- [Work to complete] Answer with the exact lines of the following material from the one containing "pub(crate) fn node_mut(&mut" through the one containing "Dotted path from", both end lines included.

- [Records for this task]
fn main() {
    if let Err(err) = sheet_pb::run() {
        eprintln!("error: {err:#}");
        std::process::exit(1);
    }
}
//! Schema tree inferred from the sheet's header rows.
//!
//! If a message description is viewed as a tree, every spreadsheet column is
//! the path from the root to one leaf. Reading the columns left to right and
//! following their paths rebuilds the tree, including how often each group
//! repeats.
//!
//! The tree moves through three phases, each its own type:
//!
//! - [`SchemaBuilder`] ingests column declarations,
//! - [`FinalizedSchema`] has field numbers assigned and can render proto text,
//! - [`BoundSchema`] carries compiled field descriptors and transcribes rows.

mod bind;
mod finalize;
mod ingest;
pub mod type_spec;

use std::fmt;

use itertools::Itertools;
use prost_reflect::{FieldDescriptor, Kind, MessageDescriptor};
use serde::Serialize;

use crate::error::column_letter;

pub use bind::BoundSchema;
pub use finalize::FinalizedSchema;
pub use ingest::SchemaBuilder;
pub use type_spec::{Features, TypeSpec, TypeSpecError};

/// Index of a node inside its tree's arena.
#[derive(Debug, Clone, Copy, PartialEq, Eq, Hash)]
pub struct NodeId(pub(crate) usize);

#[derive(Debug, Clone)]
pub enum NodeKind {
    /// Scalar or list-of-scalar field fed by one or more columns.
    Leaf { columns: Vec<usize> },
    /// Nested message.
    Group { children: Vec<NodeId> },
}

/// How a cell is coerced before it is written into a field.
#[derive(Debug, Clone, Copy, PartialEq, Eq)]
pub enum CoercionKind {
    Integer,
    Float,
    Text,
    Message,
}

impl CoercionKind {
    pub fn of(kind: &Kind) -> Self {
        match kind {
            Kind::Double | Kind::Float => CoercionKind::Float,
            Kind::String | Kind::Bytes => CoercionKind::Text,
            Kind::Message(_) => CoercionKind::Message,
            _ => CoercionKind::Integer,
        }
    }
}

/// Field descriptor attached to a node, either from a previous compile, a
/// common type, or (after binding) the freshly compiled schema.
#[derive(Debug, Clone)]
pub struct FieldBinding {
    pub descriptor: FieldDescriptor,
    pub coercion: CoercionKind,
}

impl FieldBinding {
    pub fn new(descriptor: FieldDescriptor) -> Self {
        let coercion = CoercionKind::of(&descriptor.kind());
        FieldBinding {
            descriptor,
            coercion,
        }
    }
}

#[derive(Debug, Clone)]
pub struct SchemaNode {
    pub name: String,
    pub spec: TypeSpec,
    pub comment: String,
    pub is_common_type: bool,
    pub repeated_count: usize,
    pub is_repeated: bool,
    pub field_number: Option<u32>,
    pub kind: NodeKind,
    pub parent: Option<NodeId>,
    /// Message descriptor for groups whose layout is already known.
    pub message: Option<MessageDescriptor>,
    pub field: Option<FieldBinding>,
}

impl SchemaNode {
    fn new(name: &str, spec: TypeSpec, comment: &str, kind: NodeKind) -> Self {
        let is_repeated = spec.features.repeated;
        SchemaNode {
            name: name.to_string(),
            spec,
            comment: comment.to_string(),
            is_common_type: false,
            repeated_count: 1,
            is_repeated,
            field_number: None,
            kind,
            parent: None,
            message: None,
            field: None,
        }
    }

    pub fn type_name(&self) -> &str {
        &self.spec.type_name
    }

    pub fn features(&self) -> Features {
        self.spec.features
    }

    pub fn is_group(&self) -> bool {
        matches!(self.kind, NodeKind::Group { .. })
    }

    pub fn children(&self) -> &[NodeId] {
        match &self.kind {
            NodeKind::Group { children } => children,
            NodeKind::Leaf { .. } => &[],
        }
    }

    pub fn columns(&self) -> &[usize] {
        match &self.kind {
            NodeKind::Leaf { columns } => columns,
            NodeKind::Group { .. } => &[],
        }
    }

    /// Whether the generated field carries the `repeated` label.
    pub fn is_list(&self) -> bool {
        self.is_repeated || self.repeated_count > 1
    }
}

impl fmt::Display for SchemaNode {
    fn fmt(&self, f: &mut fmt::Formatter<'_>) -> fmt::Result {
        write!(f, "{}", self.name)?;
        if !self.spec.type_name.is_empty() {
            write!(f, "[{}]", self.spec.type_name)?;
        }
        if let Some(number) = self.field_number {
            write!(f, "{{order={number}}}")?;
        }
        if self.is_list() {
            write!(f, "{{repeated={}}}", self.repeated_count)?;
        }
        let columns = self.columns();
        if !columns.is_empty() {
            write!(
                f,
                "{{{}}}",
                columns.iter().map(|c| column_letter(*c)).join(" ")
            )?;
        }
        Ok(())
    }
}

/// Arena holding every node of one sheet's schema.
#[derive(Debug, Clone)]
pub struct SchemaTree {
    nodes: Vec<SchemaNode>,
    root: NodeId,
}

impl SchemaTree {
    pub(crate) fn new(root_name: &str, root_type: &str, comment: &str) -> Self {
        let spec = TypeSpec {
            type_name: root_type.to_string(),
            ..TypeSpec::default()
        };
        let root = SchemaNode::new(
            root_name,
            spec,
            comment,
            NodeKind::Group {
                children: Vec::new(),
            },
        );
        SchemaTree {
            nodes: vec![root],
            root: NodeId(0),
        }
    }

    pub fn root(&self) -> NodeId {
        self.root
    }

    pub fn node(&self, id: NodeId) -> &SchemaNode {
        &self.nodes[id.0]
    }

    pub(crate) fn node_mut(&mut self, id: NodeId) -> &mut SchemaNode {
        &mut self.nodes[id.0]
    }

    pub fn children(&self, id: NodeId) -> &[NodeId] {
        self.node(id).children()
    }

    /// Number of field nodes, excluding the root.
    pub fn field_count(&self) -> usize {
        self.nodes.len() - 1
    }

    pub(crate) fn child_by_name(&self, parent: NodeId, name: &str) -> Option<NodeId> {
        self.children(parent)
            .iter()
            .copied()
            .find(|id| self.node(*id).name == name)
    }

    /// Appends `node` under `parent`. The parent must be a group.
    pub(crate) fn push_child(&mut self, parent: NodeId, mut node: SchemaNode) -> NodeId {
        let id = NodeId(self.nodes.len());
        node.parent = Some(parent);
        self.nodes.push(node);
        if let NodeKind::Group { children } = &mut self.node_mut(parent).kind {
            children.push(id);
        }
        id
    }

    pub(crate) fn is_first_child(&self, id: NodeId) -> bool {
        self.node(id)
            .parent
            .is_some_and(|p| self.children(p).first() == Some(&id))
    }

    pub(crate) fn is_last_child(&self, id: NodeId) -> bool {
        self.node(id)
            .parent
            .is_some_and(|p| self.children(p).last() == Some(&id))
    }

    /// Dotted path from the root's children down to `id`.
    pub fn path(&self, id: NodeId) -> String {
        let mut segments = Vec::new();
        let mut current = Some(id);
        while let Some(node_id) = current {
            let node = self.node(node_id);
            if node.parent.is_some() {
                segments.push(node.name.as_str());
            }
            current = node.parent;
        }
        segments.iter().rev().join(".")
    }

    /// Depth-first (pre-order) walk yielding each node with its depth.
    pub fn walk(&self) -> Vec<(NodeId, usize)> {
        let mut out = Vec::with_capacity(self.nodes.len());
        let mut stack = vec![(self.root, 0usize)];
        while let Some((id, depth)) = stack.pop() {
            out.push((id, depth));
            for child in self.children(id).iter().rev() {
                stack.push((*child, depth + 1));
            }
        }
        out
    }

    /// Indented rendering, one node per line.
    pub fn dump(&self) -> String {
        self.walk()
            .into_iter()
            .map(|(id, depth)| format!("{}{}", "    ".repeat(depth), self.node(id)))
            .join("\n")
    }

    /// Flat summary of every non-root node, used by `inspect`.
    pub fn summary(&self) -> Vec<NodeSummary> {
        self.walk()
            .into_iter()
            .filter(|(id, _)| *id != self.root)
            .map(|(id, _)| {
                let node = self.node(id);
                NodeSummary {
                    path: self.path(id),
                    type_name: node.spec.type_name.clone(),
                    field_number: node.field_number,
                    label: if node.is_list() { "repeated" } else { "optional" }.to_string(),
                    repeated_count: node.repeated_count,
                    common: node.is_common_type,
                    columns: node.columns().iter().map(|c| column_letter(*c)).collect(),
                }
            })
            .collect()
    }
}

#[derive(Debug, Clone, Serialize, PartialEq, Eq)]
pub struct NodeSummary {
    pub path: String,
    pub type_name: String,
    pub field_number: Option<u32>,
    pub label: String,
    pub repeated_count: usize,
    pub common: bool,
    pub columns: Vec<String>,
}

- [Task result]
    pub(crate) fn node_mut(&mut self, id: NodeId) -> &mut SchemaNode {
        &mut self.nodes[id.0]
    }

    pub fn children(&self, id: NodeId) -> &[NodeId] {
        self.node(id).children()
    }

    /// Number of field nodes, excluding the root.
    pub fn field_count(&self) -> usize {
        self.nodes.len() - 1
    }

    pub(crate) fn child_by_name(&self, parent: NodeId, name: &str) -> Option<NodeId> {
        self.children(parent)
            .iter()
            .copied()
            .find(|id| self.node(*id).name == name)
    }

    /// Appends `node` under `parent`. The parent must be a group.
    pub(crate) fn push_child(&mut self, parent: NodeId, mut node: SchemaNode) -> NodeId {
        let id = NodeId(self.nodes.len());
        node.parent = Some(parent);
        self.nodes.push(node);
        if let NodeKind::Group { children } = &mut self.node_mut(parent).kind {
            children.push(id);
        }
        id
    }

    pub(crate) fn is_first_child(&self, id: NodeId) -> bool {
        self.node(id)
            .parent
            .is_some_and(|p| self.children(p).first() == Some(&id))
    }

    pub(crate) fn is_last_child(&self, id: NodeId) -> bool {
        self.node(id)
            .parent
            .is_some_and(|p| self.children(p).last() == Some(&id))
    }

    /// Dotted path from the root's children down to `id`.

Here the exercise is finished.